Task prompt:
From the material below, pull each line containing the string "tracing".

Dataset records:
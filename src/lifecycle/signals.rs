//! OS signal handling.

use crate::lifecycle::Shutdown;

/// Wait for SIGINT or SIGTERM.
pub async fn wait_for_termination() {
    let ctrl_c = async {
        if let Err(e) = tokio::signal::ctrl_c().await {
            tracing::error!(error = %e, "Failed to listen for Ctrl+C");
            std::future::pending::<()>().await;
        }
    };

    #[cfg(unix)]
    let terminate = async {
        use tokio::signal::unix::{signal, SignalKind};
        match signal(SignalKind::terminate()) {
            Ok(mut stream) => {
                stream.recv().await;
            }
            Err(e) => {
                tracing::error!(error = %e, "Failed to listen for SIGTERM");
                std::future::pending::<()>().await;
            }
        }
    };

    #[cfg(not(unix))]
    let terminate = std::future::pending::<()>();

    tokio::select! {
        _ = ctrl_c => {}
        _ = terminate => {}
    }
}

/// Trigger `shutdown` once a termination signal arrives.
pub async fn trigger_on_signal(shutdown: &Shutdown) {
    wait_for_termination().await;
    tracing::info!("Termination signal received");
    shutdown.trigger();
}
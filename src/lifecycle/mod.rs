//! Lifecycle management subsystem.
//!
//! # Data Flow
//! ```text
//! Startup (main.rs):
//!     Parse args → Load config → Validate → Init logging/metrics → Bind listener → Serve
//!
//! Shutdown (shutdown.rs):
//!     Signal received → Stop accepting → Drain connections → Exit
//!
//! Signals (signals.rs):
//!     SIGTERM/SIGINT → Trigger graceful shutdown
//! ```
//!
//! # Design Decisions
//! - Fail fast: any startup error is fatal
//! - Listener binds last (traffic only when ready)

pub mod shutdown;
pub mod signals;

pub use shutdown::Shutdown;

Result of this task:
            tracing::error!(error = %e, "Failed to listen for Ctrl+C");
                tracing::error!(error = %e, "Failed to listen for SIGTERM");
    tracing::info!("Termination signal received");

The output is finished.